Would you reproduce exactly the lines below from the one holding "dropped. The crash" through the one holding "relayed += 1;", inclusive, and no others?

(Collected data entries)

□ □ □ □

// src/ingest/scheduler.rs
use std::sync::Arc;
use std::time::Duration;

use metrics::{counter, gauge};
use tokio::task::JoinHandle;

use crate::chat::ChatApi;
use crate::ingest::feed::FeedFetcher;
use crate::ingest::FeedSource;
use crate::ledger::DedupLedger;

#[derive(Clone, Copy, Debug)]
pub struct IngestSchedulerCfg {
    pub period: Duration,
}

/// Outcome of one full pass over the configured feeds.
#[derive(Debug, Default, Clone, Copy, PartialEq, Eq)]
pub struct CycleOutcome {
    pub relayed: usize,
    pub failed: usize,
}

/// One pass over every configured feed. A failing feed is logged and
/// counted; the remaining feeds still run.
pub async fn run_cycle(
    feeds: &[FeedSource],
    chat: &dyn ChatApi,
    fetcher: &dyn FeedFetcher,
    ledger: &mut DedupLedger,
) -> CycleOutcome {
    let mut outcome = CycleOutcome::default();
    for feed in feeds {
        match crate::ingest::ingest_feed(chat, fetcher, ledger, feed).await {
            Ok(n) => outcome.relayed += n,
            Err(e) => {
                outcome.failed += 1;
                tracing::warn!(feed = %feed.id, error = ?e, "feed cycle failed");
                counter!("feed_cycle_errors_total").increment(1);
            }
        }
    }

    counter!("feed_runs_total").increment(1);
    gauge!("feed_last_cycle_ts").set(chrono::Utc::now().timestamp() as f64);
    tracing::info!(
        target: "ingest",
        feeds = feeds.len(),
        relayed = outcome.relayed,
        failed = outcome.failed,
        "feed cycle complete"
    );
    outcome
}

/// Spawn the ingestion loop: an eager first cycle, then one cycle per
/// period. Feeds are processed in configured order. The ledger is owned
/// by this task — the single writer.
pub fn spawn_ingest_loop(
    cfg: IngestSchedulerCfg,
    feeds: Vec<FeedSource>,
    chat: Arc<dyn ChatApi>,
    fetcher: Arc<dyn FeedFetcher>,
    mut ledger: DedupLedger,
) -> JoinHandle<()> {
    tokio::spawn(async move {
        let mut ticker = tokio::time::interval(cfg.period);
        loop {
            ticker.tick().await;
            run_cycle(&feeds, &*chat, &*fetcher, &mut ledger).await;
        }
    })
}
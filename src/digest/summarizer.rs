// src/digest/summarizer.rs
//! Generation backend capability and the degradation wrapper around it.

use std::time::Duration;

use anyhow::{Context, Result};
use async_trait::async_trait;
use metrics::counter;
use serde::{Deserialize, Serialize};

/// Posted verbatim whenever the backend times out or errors; the pipeline
/// degrades to this instead of aborting.
pub const FALLBACK_SUMMARY: &str = "The summary backend failed to generate an update.";

#[async_trait]
pub trait TextGenerator: Send + Sync {
    /// Produce text for `prompt`, failing on timeout/transport/decode
    /// errors. The timeout is per call, supplied by the run profile.
    async fn generate(&self, prompt: &str, timeout: Duration) -> Result<String>;
}

/// Local Ollama-style generation endpoint (`POST {endpoint}/api/generate`).
pub struct OllamaGenerator {
    http: reqwest::Client,
    endpoint: String,
    model: String,
}

impl OllamaGenerator {
    pub fn new(endpoint: impl Into<String>, model: impl Into<String>) -> Self {
        let http = reqwest::Client::builder()
            .user_agent("newsroom-bot/0.1")
            .connect_timeout(Duration::from_secs(4))
            .build()
            .expect("reqwest client");
        Self {
            http,
            endpoint: endpoint.into(),
            model: model.into(),
        }
    }
}

#[derive(Serialize)]
struct GenerateRequest<'a> {
    model: &'a str,
    prompt: &'a str,
    stream: bool,
}

#[derive(Deserialize)]
struct GenerateResponse {
    response: String,
}

#[async_trait]
impl TextGenerator for OllamaGenerator {
    async fn generate(&self, prompt: &str, timeout: Duration) -> Result<String> {
        let url = format!("{}/api/generate", self.endpoint);
        let req = GenerateRequest {
            model: &self.model,
            prompt,
            stream: false,
        };
        let rsp = self
            .http
            .post(&url)
            .timeout(timeout)
            .json(&req)
            .send()
            .await
            .context("generation request")?
            .error_for_status()
            .context("generation request rejected")?;
        let body: GenerateResponse = rsp.json().await.context("decode generation payload")?;
        Ok(body.response.trim().to_string())
    }
}

/// Invoke the backend, converting every failure into [`FALLBACK_SUMMARY`].
pub async fn summarize(gen: &dyn TextGenerator, prompt: &str, timeout: Duration) -> String {
    match gen.generate(prompt, timeout).await {
        Ok(text) => text,
        Err(e) => {
            tracing::warn!(error = %e, "generation failed, posting fallback");
            counter!("digest_generate_failures_total").increment(1);
            FALLBACK_SUMMARY.to_string()
        }
    }
}
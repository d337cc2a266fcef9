// src/ingest/mod.rs
pub mod feed;
pub mod scheduler;

use anyhow::Result;
use metrics::counter;

use crate::chat::ChatApi;
use crate::ingest::feed::{FeedEntry, FeedFetcher};
use crate::ledger::DedupLedger;

/// How many of a feed's newest entries one cycle looks at. A feed that
/// publishes more than this between cycles loses the overflow.
pub const MAX_SCAN: usize = 5;

/// One configured syndication source bound to a relay channel.
#[derive(Debug, Clone)]
pub struct FeedSource {
    pub id: String,
    pub url: String,
    pub channel_id: crate::chat::ChannelId,
}

/// Select the unseen prefix of `entries` (newest first): walk at most
/// [`MAX_SCAN`] entries, stopping before the one matching `last_seen`.
/// No last-seen record means everything scanned is unseen (first run
/// floods once).
pub fn unseen_entries(entries: &[FeedEntry], last_seen: Option<&str>) -> Vec<FeedEntry> {
    let mut unseen = Vec::new();
    for entry in entries.iter().take(MAX_SCAN) {
        if last_seen == Some(entry.id.as_str()) {
            break;
        }
        unseen.push(entry.clone());
    }
    unseen
}

/// Relay payload: bolded title, then the link.
pub fn relay_text(entry: &FeedEntry) -> String {
    format!("**{}**\n{}", entry.title, entry.link)
}

/// One ingestion pass for one feed: fetch, select unseen, relay oldest
/// first, then advance and persist the ledger.
///
/// A send failure aborts the remaining relays for this feed this cycle,
/// but the ledger still advances to the newest collected id — relayed
/// entries are never re-posted, un-relayed ones are dropped. The crash
/// window is relay-before-persist: dying in between re-relays the same
/// entries next start (at-least-once, never at-most-once).
pub async fn ingest_feed(
    chat: &dyn ChatApi,
    fetcher: &dyn FeedFetcher,
    ledger: &mut DedupLedger,
    feed: &FeedSource,
) -> Result<usize> {
    let entries = fetcher.fetch(&feed.url).await?;
    let unseen = unseen_entries(&entries, ledger.last_seen(&feed.id));
    if unseen.is_empty() {
        return Ok(0);
    }

    let mut relayed = 0usize;
    for entry in unseen.iter().rev() {
        match chat.send(feed.channel_id, &relay_text(entry)).await {
            Ok(()) => {
                tracing::info!(feed = %feed.id, title = %entry.title, "relayed entry");
                relayed += 1;
            }
            Err(e) => {
                tracing::warn!(feed = %feed.id, error = %e, "relay failed, skipping rest of feed this cycle");
                break;
            }
        }
    }
    counter!("feed_entries_relayed_total").increment(relayed as u64);

    // Newest collected id wins even if some sends failed above.
    ledger.record_seen(&feed.id, &unseen[0].id)?;
    Ok(relayed)
}

#[cfg(test)]
mod tests {
    use super::*;

    fn entry(id: &str) -> FeedEntry {
        FeedEntry {
            id: id.to_string(),
            title: format!("title {id}"),
            link: format!("https://example.com/{id}"),
        }
    }

    #[test]
    fn stops_before_last_seen() {
        // n5 newest … n1 oldest, ledger sits at n3.
        let entries: Vec<_> = ["n5", "n4", "n3", "n2", "n1"].iter().map(|i| entry(i)).collect();
        let unseen = unseen_entries(&entries, Some("n3"));
        let ids: Vec<_> = unseen.iter().map(|e| e.id.as_str()).collect();
        assert_eq!(ids, ["n5", "n4"]);
    }

    #[test]
    fn no_record_floods_at_most_max_scan() {
        let entries: Vec<_> = ["a", "b", "c", "d", "e", "f", "g"]
            .iter()
            .map(|i| entry(i))
            .collect();
        let unseen = unseen_entries(&entries, None);
        assert_eq!(unseen.len(), MAX_SCAN);
        assert_eq!(unseen[0].id, "a");
    }

    #[test]
    fn up_to_date_feed_yields_nothing() {
        let entries: Vec<_> = ["a", "b"].iter().map(|i| entry(i)).collect();
        assert!(unseen_entries(&entries, Some("a")).is_empty());
    }

    #[test]
    fn relay_text_is_bold_title_then_link() {
        let e = entry("x");
        assert_eq!(relay_text(&e), "**title x**\nhttps://example.com/x");
    }
}
// src/status.rs
//! Heartbeat loop: a countdown log line every five minutes so an idle
//! process is visibly alive between runs.

use std::time::Duration;

use tokio::task::JoinHandle;

const BEAT: Duration = Duration::from_secs(5 * 60);

pub fn spawn_heartbeat(feed_period: Duration, summary_period: Duration) -> JoinHandle<()> {
    tokio::spawn(async move {
        let beat_mins = BEAT.as_secs() / 60;
        let mut feed_in = feed_period.as_secs() / 60;
        let mut summary_in = summary_period.as_secs() / 60;
        loop {
            tracing::info!(
                feed_update_in_mins = feed_in,
                summary_post_in_mins = summary_in,
                "heartbeat"
            );
            tokio::time::sleep(BEAT).await;
            feed_in = feed_in.saturating_sub(beat_mins);
            summary_in = summary_in.saturating_sub(beat_mins);
            if feed_in == 0 {
                feed_in = feed_period.as_secs() / 60;
            }
            if summary_in == 0 {
                summary_in = summary_period.as_secs() / 60;
            }
        }
    })
}
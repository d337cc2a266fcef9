// tests/common/mod.rs
// In-memory implementations of the three capability traits, shared by the
// integration tests.
#![allow(dead_code)]

use std::collections::{HashMap, HashSet};
use std::sync::{Arc, Mutex};
use std::time::Duration;

use anyhow::{anyhow, Result};
use async_trait::async_trait;

use newsroom_bot::chat::{ChannelId, ChannelInfo, ChatApi, HistoryMessage};
use newsroom_bot::digest::summarizer::TextGenerator;
use newsroom_bot::ingest::feed::{FeedEntry, FeedFetcher};

pub type EventLog = Arc<Mutex<Vec<String>>>;

pub fn new_event_log() -> EventLog {
    Arc::new(Mutex::new(Vec::new()))
}

#[derive(Default)]
pub struct MockChat {
    pub names: HashMap<ChannelId, String>,
    pub history: HashMap<ChannelId, Vec<HistoryMessage>>,
    /// Channels whose history read errors out.
    pub unreadable: HashSet<ChannelId>,
    /// Sends succeed until this many have gone through, then fail.
    pub fail_sends_after: Option<usize>,
    pub sent: Mutex<Vec<(ChannelId, String)>>,
    pub events: Option<EventLog>,
}

impl MockChat {
    pub fn with_channels(names: &[(ChannelId, &str)]) -> Self {
        Self {
            names: names
                .iter()
                .map(|(id, n)| (*id, n.to_string()))
                .collect(),
            ..Self::default()
        }
    }

    pub fn sent_texts(&self) -> Vec<String> {
        self.sent.lock().unwrap().iter().map(|(_, t)| t.clone()).collect()
    }

    pub fn sent_to(&self, channel: ChannelId) -> Vec<String> {
        self.sent
            .lock()
            .unwrap()
            .iter()
            .filter(|(c, _)| *c == channel)
            .map(|(_, t)| t.clone())
            .collect()
    }
}

#[async_trait]
impl ChatApi for MockChat {
    async fn send(&self, channel: ChannelId, text: &str) -> Result<()> {
        let mut sent = self.sent.lock().unwrap();
        if let Some(cap) = self.fail_sends_after {
            if sent.len() >= cap {
                return Err(anyhow!("send rejected by mock"));
            }
        }
        sent.push((channel, text.to_string()));
        drop(sent);
        if let Some(log) = &self.events {
            log.lock().unwrap().push(format!("post:{channel}"));
        }
        Ok(())
    }

    async fn read_history(&self, channel: ChannelId, limit: usize) -> Result<Vec<HistoryMessage>> {
        if self.unreadable.contains(&channel) {
            return Err(anyhow!("history unavailable"));
        }
        let mut h = self.history.get(&channel).cloned().unwrap_or_default();
        h.truncate(limit);
        Ok(h)
    }

    async fn resolve_channel(&self, channel: ChannelId) -> Option<ChannelInfo> {
        self.names.get(&channel).map(|name| ChannelInfo {
            id: channel,
            name: name.clone(),
        })
    }
}

/// Fixed entry list, swappable between cycles.
pub struct MockFetcher {
    pub entries: Mutex<Vec<FeedEntry>>,
}

impl MockFetcher {
    pub fn new(entries: Vec<FeedEntry>) -> Self {
        Self {
            entries: Mutex::new(entries),
        }
    }

    pub fn set_entries(&self, entries: Vec<FeedEntry>) {
        *self.entries.lock().unwrap() = entries;
    }
}

#[async_trait]
impl FeedFetcher for MockFetcher {
    async fn fetch(&self, _url: &str) -> Result<Vec<FeedEntry>> {
        Ok(self.entries.lock().unwrap().clone())
    }
}

pub fn entry(id: &str) -> FeedEntry {
    FeedEntry {
        id: id.to_string(),
        title: format!("title {id}"),
        link: format!("https://example.com/{id}"),
    }
}

/// Always fails; drives the fallback path.
pub struct FailingGenerator;

#[async_trait]
impl TextGenerator for FailingGenerator {
    async fn generate(&self, _prompt: &str, _timeout: Duration) -> Result<String> {
        Err(anyhow!("generation timed out"))
    }
}

/// Records stage boundaries into the shared event log and yields mid-call,
/// so interleaving would be visible if the pipeline guard let it happen.
pub struct RecordingGenerator {
    pub events: EventLog,
}

#[async_trait]
impl TextGenerator for RecordingGenerator {
    async fn generate(&self, prompt: &str, _timeout: Duration) -> Result<String> {
        let category = if prompt.to_lowercase().contains("security") {
            "security"
        } else {
            "tech"
        };
        self.events
            .lock()
            .unwrap()
            .push(format!("gen-start:{category}"));
        tokio::time::sleep(Duration::from_millis(25)).await;
        self.events
            .lock()
            .unwrap()
            .push(format!("gen-end:{category}"));
        Ok(format!("digest for {category}"))
    }
}
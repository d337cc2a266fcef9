// src/metrics.rs
use std::net::SocketAddr;

use metrics::{describe_counter, describe_gauge, describe_histogram};
use metrics_exporter_prometheus::PrometheusBuilder;
use once_cell::sync::OnceCell;

/// One-time metrics registration (so series show up on the exporter).
pub fn ensure_metrics_described() {
    static ONCE: OnceCell<()> = OnceCell::new();
    ONCE.get_or_init(|| {
        describe_counter!("feed_entries_parsed_total", "Entries parsed from feeds.");
        describe_counter!(
            "feed_entries_relayed_total",
            "Unseen entries relayed to channels."
        );
        describe_counter!("feed_cycle_errors_total", "Per-feed fetch/relay failures.");
        describe_counter!("feed_runs_total", "Completed ingestion cycles.");
        describe_histogram!("feed_parse_ms", "Feed parse time in milliseconds.");
        describe_gauge!("feed_last_cycle_ts", "Unix ts of the last ingestion cycle.");
        describe_counter!("digest_runs_total", "Per-category digest executions.");
        describe_counter!(
            "digest_messages_collected_total",
            "Messages collected for digests."
        );
        describe_counter!(
            "digest_generate_failures_total",
            "Generation calls degraded to the fallback."
        );
        describe_counter!("digest_chunks_posted_total", "Digest chunks posted.");
    });
}

/// Describe all series and, when an address is configured, start the
/// Prometheus exporter with its own HTTP listener. Exporter failure is
/// logged, never fatal.
pub fn init(listen: Option<SocketAddr>) {
    ensure_metrics_described();
    let Some(addr) = listen else { return };
    match PrometheusBuilder::new().with_http_listener(addr).install() {
        Ok(()) => tracing::info!(%addr, "prometheus exporter listening"),
        Err(e) => tracing::warn!(%addr, error = %e, "prometheus exporter failed to start"),
    }
}
// src/ledger.rs
//! Dedup ledger: feed id → last relayed entry id, persisted as one flat
//! JSON object. The whole mapping is rewritten on every update; a missing
//! or corrupt store loads as empty and never fails the process.

use std::collections::HashMap;
use std::fs;
use std::io::Write;
use std::path::{Path, PathBuf};

use anyhow::{Context, Result};

#[derive(Debug)]
pub struct DedupLedger {
    path: PathBuf,
    entries: HashMap<String, String>,
}

impl DedupLedger {
    pub fn load(path: impl Into<PathBuf>) -> Self {
        let path = path.into();
        let entries = match fs::read_to_string(&path) {
            Ok(s) => match serde_json::from_str(&s) {
                Ok(map) => map,
                Err(e) => {
                    tracing::warn!(path = %path.display(), error = %e, "corrupt ledger, starting empty");
                    HashMap::new()
                }
            },
            Err(_) => HashMap::new(),
        };
        Self { path, entries }
    }

    pub fn last_seen(&self, feed_id: &str) -> Option<&str> {
        self.entries.get(feed_id).map(String::as_str)
    }

    pub fn len(&self) -> usize {
        self.entries.len()
    }

    pub fn is_empty(&self) -> bool {
        self.entries.is_empty()
    }

    /// Advance the feed's last-seen id and persist the full mapping.
    /// The id is never rolled back; callers only pass ids drawn from
    /// entries fetched after the current one.
    pub fn record_seen(&mut self, feed_id: &str, entry_id: &str) -> Result<()> {
        self.entries
            .insert(feed_id.to_string(), entry_id.to_string());
        self.persist()
    }

    fn persist(&self) -> Result<()> {
        if let Some(dir) = self.path.parent() {
            if !dir.as_os_str().is_empty() {
                fs::create_dir_all(dir)
                    .with_context(|| format!("creating ledger dir {}", dir.display()))?;
            }
        }
        let json = serde_json::to_string(&self.entries).context("serialize ledger")?;
        write_atomic(&self.path, json.as_bytes())
            .with_context(|| format!("writing ledger to {}", self.path.display()))
    }
}

fn write_atomic(path: &Path, bytes: &[u8]) -> Result<()> {
    let tmp = path.with_extension("json.tmp");
    let mut f = fs::File::create(&tmp)?;
    f.write_all(bytes)?;
    fs::rename(tmp, path)?;
    Ok(())
}
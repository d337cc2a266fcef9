// tests/ingest_recovery.rs
// Failure-window behavior: relay happens before the ledger persists, so a
// crash in between re-relays on restart (at-least-once, by design), while
// a send failure mid-cycle advances the ledger anyway (no rollback).

mod common;

use common::{entry, MockChat, MockFetcher};
use newsroom_bot::ingest::{ingest_feed, FeedSource};
use newsroom_bot::ledger::DedupLedger;

fn feed() -> FeedSource {
    FeedSource {
        id: "cisa".to_string(),
        url: "https://www.cisa.gov/news.xml".to_string(),
        channel_id: 42,
    }
}

#[tokio::test]
async fn crash_before_persist_re_relays_same_entries() {
    let dir = tempfile::tempdir().unwrap();
    let store = dir.path().join("ledger.json");
    std::fs::write(&store, r#"{"cisa":"n3"}"#).unwrap();

    let fetcher =
        MockFetcher::new(["n5", "n4", "n3", "n2"].iter().map(|i| entry(i)).collect());
    let chat = MockChat::with_channels(&[(42, "cisa")]);

    // First run persists to a scratch path: equivalent to crashing after
    // the sends but before the real store was rewritten.
    let scratch = dir.path().join("scratch.json");
    std::fs::copy(&store, &scratch).unwrap();
    let mut doomed = DedupLedger::load(&scratch);
    ingest_feed(&chat, &fetcher, &mut doomed, &feed()).await.unwrap();
    assert_eq!(chat.sent_to(42).len(), 2);

    // Restart: the real store still says n3, so n4 and n5 go out again.
    let mut ledger = DedupLedger::load(&store);
    ingest_feed(&chat, &fetcher, &mut ledger, &feed()).await.unwrap();

    let sent = chat.sent_to(42);
    assert_eq!(sent.len(), 4);
    assert_eq!(sent[0], sent[2]);
    assert_eq!(sent[1], sent[3]);
    assert_eq!(ledger.last_seen("cisa"), Some("n5"));
}

#[tokio::test]
async fn send_failure_aborts_rest_of_cycle_without_rollback() {
    let dir = tempfile::tempdir().unwrap();
    let store = dir.path().join("ledger.json");
    std::fs::write(&store, r#"{"cisa":"n3"}"#).unwrap();
    let mut ledger = DedupLedger::load(&store);

    let fetcher =
        MockFetcher::new(["n5", "n4", "n3"].iter().map(|i| entry(i)).collect());
    let mut chat = MockChat::with_channels(&[(42, "cisa")]);
    chat.fail_sends_after = Some(1); // n4 lands, n5 is rejected

    let relayed = ingest_feed(&chat, &fetcher, &mut ledger, &feed()).await.unwrap();
    assert_eq!(relayed, 1);
    assert_eq!(chat.sent_to(42).len(), 1);
    // The ledger still advanced to the newest collected entry: n5 is
    // dropped, not retried next cycle.
    assert_eq!(ledger.last_seen("cisa"), Some("n5"));

    let mut chat_ok = MockChat::with_channels(&[(42, "cisa")]);
    chat_ok.fail_sends_after = None;
    let relayed = ingest_feed(&chat_ok, &fetcher, &mut ledger, &feed()).await.unwrap();
    assert_eq!(relayed, 0);
    assert!(chat_ok.sent_to(42).is_empty());
}

#[tokio::test]
async fn fetch_failure_leaves_ledger_untouched() {
    use anyhow::anyhow;
    use async_trait::async_trait;
    use newsroom_bot::ingest::feed::{FeedEntry, FeedFetcher};

    struct BrokenFetcher;

    #[async_trait]
    impl FeedFetcher for BrokenFetcher {
        async fn fetch(&self, _url: &str) -> anyhow::Result<Vec<FeedEntry>> {
            Err(anyhow!("dns failure"))
        }
    }

    let dir = tempfile::tempdir().unwrap();
    let store = dir.path().join("ledger.json");
    std::fs::write(&store, r#"{"cisa":"n3"}"#).unwrap();
    let mut ledger = DedupLedger::load(&store);

    let chat = MockChat::with_channels(&[(42, "cisa")]);
    let result = ingest_feed(&chat, &BrokenFetcher, &mut ledger, &feed()).await;

    assert!(result.is_err());
    assert!(chat.sent_to(42).is_empty());
    assert_eq!(ledger.last_seen("cisa"), Some("n3"));
}
// src/digest/scheduler.rs
//! Summary pipeline orchestration: collect → prompt → generate → post,
//! per category, serialized by one process-wide guard.

use std::collections::HashSet;
use std::sync::Arc;
use std::time::Duration;

use metrics::counter;
use tokio::sync::Mutex;
use tokio::task::JoinHandle;

use crate::chat::ChatApi;
use crate::digest::chunker::post_chunks;
use crate::digest::collector::collect_channel;
use crate::digest::prompt::build_prompt;
use crate::digest::summarizer::{summarize, TextGenerator};
use crate::digest::{ChannelGroup, RunProfile};

pub struct SummaryPipeline {
    chat: Arc<dyn ChatApi>,
    generator: Arc<dyn TextGenerator>,
    groups: Vec<ChannelGroup>,
    // Single global guard: two pipeline executions never overlap, even
    // across categories writing to different output channels.
    guard: Mutex<()>,
}

impl SummaryPipeline {
    pub fn new(
        chat: Arc<dyn ChatApi>,
        generator: Arc<dyn TextGenerator>,
        groups: Vec<ChannelGroup>,
    ) -> Self {
        Self {
            chat,
            generator,
            groups,
            guard: Mutex::new(()),
        }
    }

    /// Run every configured group back-to-back inside one critical
    /// section. A concurrent caller blocks until this whole run finishes.
    pub async fn run_all(&self, profile: RunProfile) {
        let _held = self.guard.lock().await;
        for group in &self.groups {
            self.run_group(group, profile).await;
            counter!("digest_runs_total").increment(1);
        }
    }

    async fn run_group(&self, group: &ChannelGroup, profile: RunProfile) {
        let allowed: HashSet<_> = group.member_channels.iter().copied().collect();

        let mut messages = Vec::new();
        for &channel in &group.member_channels {
            let collected =
                collect_channel(&*self.chat, channel, &allowed, profile.lookback).await;
            messages.extend(collected);
        }
        tracing::info!(
            category = %group.category,
            messages = messages.len(),
            lookback_mins = profile.lookback.num_minutes(),
            "generating digest"
        );

        let prompt = build_prompt(group.category, &messages);
        let summary = summarize(&*self.generator, &prompt, profile.generate_timeout).await;

        let label = format!(
            "{}{} Summary",
            group.category.heading(),
            profile.label_suffix.unwrap_or("")
        );
        if let Err(e) = post_chunks(&*self.chat, group.output_channel, &label, &summary).await {
            tracing::warn!(category = %group.category, error = %e, "digest post incomplete");
        }
    }
}

/// Spawn the summary loop: one startup run with the extended profile,
/// then periodic runs — the first a full period after startup so the two
/// digests never land back-to-back.
pub fn spawn_summary_loop(pipeline: Arc<SummaryPipeline>, period: Duration) -> JoinHandle<()> {
    tokio::spawn(async move {
        tracing::info!("startup digest run (24h lookback)");
        pipeline.run_all(RunProfile::startup()).await;

        let mut ticker = tokio::time::interval(period);
        ticker.tick().await; // immediate tick discarded; startup run already happened
        loop {
            ticker.tick().await;
            tracing::info!("periodic digest run");
            pipeline.run_all(RunProfile::periodic()).await;
        }
    })
}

□ □ □ □

Reply »
/// entries are never re-posted, un-relayed ones are dropped. The crash
/// window is relay-before-persist: dying in between re-relays the same
/// entries next start (at-least-once, never at-most-once).
pub async fn ingest_feed(
    chat: &dyn ChatApi,
    fetcher: &dyn FeedFetcher,
    ledger: &mut DedupLedger,
    feed: &FeedSource,
) -> Result<usize> {
    let entries = fetcher.fetch(&feed.url).await?;
    let unseen = unseen_entries(&entries, ledger.last_seen(&feed.id));
    if unseen.is_empty() {
        return Ok(0);
    }

    let mut relayed = 0usize;
    for entry in unseen.iter().rev() {
        match chat.send(feed.channel_id, &relay_text(entry)).await {
            Ok(()) => {
                tracing::info!(feed = %feed.id, title = %entry.title, "relayed entry");
                relayed += 1;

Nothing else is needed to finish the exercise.